O número de mortos na Venezuela em decorrência dos terremotos que atingiram o país na última quarta-feira (24) subiu para 1.943, conforme anunciado pelo governo venezuelano nesta terça-feira (30). O número de feridos também aumentou, alcançando 10.571.
De acordo com as autoridades, 6.461 pessoas foram resgatadas com vida dos escombros. O balanço foi divulgado por Jorge Rodríguez, chefe do Parlamento e irmão da presidente Delcy Rodríguez.
A Organização das Nações Unidas (ONU) estima que cerca de 50 mil pessoas ainda estejam desaparecidas.
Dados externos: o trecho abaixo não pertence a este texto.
//! Custom element definitions
//!
//! An [`ElementRegistry`] maps tag names to factories. Names follow the
//! custom element naming rules: lowercase, starting with a letter and
//! containing a hyphen.

use std::collections::HashMap;
use std::fmt::Debug;
use std::sync::{Arc, OnceLock};

use regex::Regex;

use crate::component::{Context, CustomElement};
use crate::config::ButtonConfig;
use crate::kit::components::button::CustomButton;
use crate::platform::Environment;

/// Builds a fresh element for a definition
pub type ElementFactory = Arc<dyn Fn(Context) -> Box<dyn CustomElement> + Send + Sync>;

/// Names the HTML standard reserves even though they contain a hyphen
const RESERVED_NAMES: &[&str] = &[
    "annotation-xml",
    "color-profile",
    "font-face",
    "font-face-src",
    "font-face-uri",
    "font-face-format",
    "font-face-name",
    "missing-glyph",
];

/// Errors raised by element definitions
#[derive(Debug, Clone, PartialEq, Eq, thiserror::Error)]
pub enum RegistryError {
    #[error("'{0}' is not a valid custom element name")]
    InvalidName(String),

    #[error("'{0}' is already defined")]
    AlreadyDefined(String),

    #[error("'{0}' is not defined")]
    NotDefined(String),
}

fn name_pattern() -> Option<&'static Regex> {
    static PATTERN: OnceLock<Option<Regex>> = OnceLock::new();
    PATTERN
        .get_or_init(|| Regex::new(r"^[a-z][a-z0-9._-]*-[a-z0-9._-]*$").ok())
        .as_ref()
}

/// Whether `name` can be used as a custom element name
pub fn is_valid_name(name: &str) -> bool {
    !RESERVED_NAMES.contains(&name) && name_pattern().is_some_and(|pattern| pattern.is_match(name))
}

/// Registry of custom element definitions
#[derive(Default)]
pub struct ElementRegistry {
    definitions: HashMap<String, ElementFactory>,
}

impl Debug for ElementRegistry {
    fn fmt(&self, f: &mut std::fmt::Formatter<'_>) -> std::fmt::Result {
        let mut names: Vec<&String> = self.definitions.keys().collect();
        names.sort();
        f.debug_struct("ElementRegistry")
            .field("definitions", &names)
            .finish()
    }
}

impl ElementRegistry {
    pub fn new() -> Self {
        Self::default()
    }

    /// Define `name`; a name can only be defined once
    pub fn define(&mut self, name: &str, factory: ElementFactory) -> Result<(), RegistryError> {
        if !is_valid_name(name) {
            return Err(RegistryError::InvalidName(name.to_string()));
        }
        if self.definitions.contains_key(name) {
            return Err(RegistryError::AlreadyDefined(name.to_string()));
        }

        self.definitions.insert(name.to_string(), factory);
        log::debug!("defined custom element <{name}>");
        Ok(())
    }

    pub fn is_defined(&self, name: &str) -> bool {
        self.definitions.contains_key(name)
    }

    /// Create an element from its definition
    pub fn create(&self, name: &str, context: Context) -> Result<Box<dyn CustomElement>, RegistryError> {
        let factory = self
            .definitions
            .get(name)
            .ok_or_else(|| RegistryError::NotDefined(name.to_string()))?;
        Ok(factory(context))
    }

    /// Defined names in sorted order
    pub fn names(&self) -> Vec<&str> {
        let mut names: Vec<&str> = self.definitions.keys().map(String::as_str).collect();
        names.sort_unstable();
        names
    }
}

/// Define the button under `config.tag_name` when running interactively
///
/// Headless environments skip registration. Failures are logged rather than
/// propagated; the return value tells whether the button is available.
pub fn register_custom_elements(
    registry: &mut ElementRegistry,
    environment: Environment,
    config: &ButtonConfig,
) -> bool {
    if environment == Environment::Headless {
        log::debug!("headless environment, skipping custom element registration");
        return false;
    }

    match registry.define(&config.tag_name, CustomButton::factory(config.clone())) {
        Ok(()) => true,
        Err(RegistryError::AlreadyDefined(name)) => {
            log::debug!("<{name}> was already defined");
            true
        }
        Err(err) => {
            log::error!("failed to register custom elements: {err}");
            false
        }
    }
}

#[cfg(test)]
mod tests {
    use super::*;

    #[test]
    fn test_name_validation() {
        assert!(is_valid_name("custom-button"));
        assert!(is_valid_name("x-"));
        assert!(is_valid_name("my-app.button_2"));
        assert!(!is_valid_name("button"));
        assert!(!is_valid_name("Custom-Button"));
        assert!(!is_valid_name("-button"));
        assert!(!is_valid_name("1-button"));
        assert!(!is_valid_name("font-face"));
    }

    #[test]
    fn test_define_and_create() {
        let mut registry = ElementRegistry::new();
        let config = ButtonConfig::default();
        registry
            .define(&config.tag_name, CustomButton::factory(config.clone()))
            .unwrap();

        assert!(registry.is_defined("custom-button"));
        let element = registry.create("custom-button", Context::new()).unwrap();
        assert_eq!(element.host().tag(), "custom-button");
        assert!(element.as_any().downcast_ref::<CustomButton>().is_some());
    }

    #[test]
    fn test_define_twice_fails() {
        let mut registry = ElementRegistry::new();
        let config = ButtonConfig::default();
        registry
            .define("custom-button", CustomButton::factory(config.clone()))
            .unwrap();
        assert_eq!(
            registry.define("custom-button", CustomButton::factory(config)),
            Err(RegistryError::AlreadyDefined("custom-button".to_string()))
        );
    }

    #[test]
    fn test_create_undefined() {
        let registry = ElementRegistry::new();
        assert!(matches!(
            registry.create("custom-button", Context::new()),
            Err(RegistryError::NotDefined(_))
        ));
    }

    #[test]
    fn test_factory_uses_configured_tag() {
        let mut registry = ElementRegistry::new();
        let config = ButtonConfig {
            tag_name: "app-button".to_string(),
            ..ButtonConfig::default()
        };
        assert!(register_custom_elements(&mut registry, Environment::Interactive, &config));
        assert_eq!(registry.names(), vec!["app-button"]);

        let element = registry.create("app-button", Context::new()).unwrap();
        assert_eq!(element.host().tag(), "app-button");
    }

    #[test]
    fn test_register_is_guarded() {
        let mut registry = ElementRegistry::new();
        let config = ButtonConfig::default();

        assert!(!register_custom_elements(&mut registry, Environment::Headless, &config));
        assert!(!registry.is_defined("custom-button"));

        assert!(register_custom_elements(&mut registry, Environment::Interactive, &config));
        assert!(register_custom_elements(&mut registry, Environment::Interactive, &config));

        let bad = ButtonConfig {
            tag_name: "button".to_string(),
            ..ButtonConfig::default()
        };
        assert!(!register_custom_elements(&mut registry, Environment::Interactive, &bad));
    }
}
Seis dias após os terremotos, as equipes de resgate continuam mobilizadas em busca de sobreviventes, embora a preocupação com o tempo crescente aumente.
Especialistas em resposta a desastres alertam que as primeiras 48 a 72 horas são cruciais para localizar sobreviventes, e após esse período, as operações tendem a se concentrar na recuperação de corpos.
Os terremotos, que foram os mais fortes registrados na Venezuela em mais de um século, causaram destruição significativa em várias áreas, especialmente em La Guaira, Caracas e Maiquetía, onde o Aeroporto Internacional Simón Bolívar permanece fechado.
A Organização Internacional para as Migrações (OIM) calcula que mais de 6 milhões de pessoas possam ter sido afetadas pelos tremores. Enquanto isso, as equipes de socorro enfrentam condições adversas, como altas temperaturas e a necessidade de remover destroços manualmente.
Na última segunda-feira (29), um novo tremor de magnitude 4,6 foi registrado em Caraballeda, a cerca de 30 km de Caracas. Outros tremores menores também ocorreram nos dias anteriores.